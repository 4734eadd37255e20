use super::error::{InvalidTopic, PublishError, SubscribeError, TransportError};
use super::logging;

#[test]
fn logging_init_accepts_levels() {
    // Should not panic
    logging::init("info");
    logging::init("debug");
    logging::init("warn");
}

#[test]
fn parse_level_falls_back_to_info() {
    assert_eq!(logging::parse_level("WARNING"), tracing::Level::WARN);
    assert_eq!(logging::parse_level(" trace "), tracing::Level::TRACE);
    assert_eq!(logging::parse_level("verbose"), tracing::Level::INFO);
}

#[test]
fn invalid_topic_display_mentions_input() {
    let err = InvalidTopic { raw: "#".into() };
    assert!(err.to_string().contains("\"#\""));
}

#[test]
fn publish_error_wraps_sources() {
    let err: PublishError = TransportError::NotConnected.into();
    assert_eq!(err, PublishError::Transport(TransportError::NotConnected));
    assert_eq!(err.to_string(), "publish failed: not connected to broker");

    let err: PublishError = InvalidTopic { raw: " ".into() }.into();
    assert!(matches!(err, PublishError::InvalidTopic(_)));
}

#[test]
fn subscribe_error_is_std_error() {
    let err: Box<dyn std::error::Error> =
        Box::new(SubscribeError::Transport(TransportError::Closed));
    assert_eq!(
        err.to_string(),
        "subscription change failed: transport has been shut down"
    );
}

■ **Task prompt**: Check the entries above line by line and return each one containing the word "into".

■ **Result below**:
    let err = InvalidTopic { raw: "#".into() };
    let err: PublishError = TransportError::NotConnected.into();
    let err: PublishError = InvalidTopic { raw: " ".into() }.into();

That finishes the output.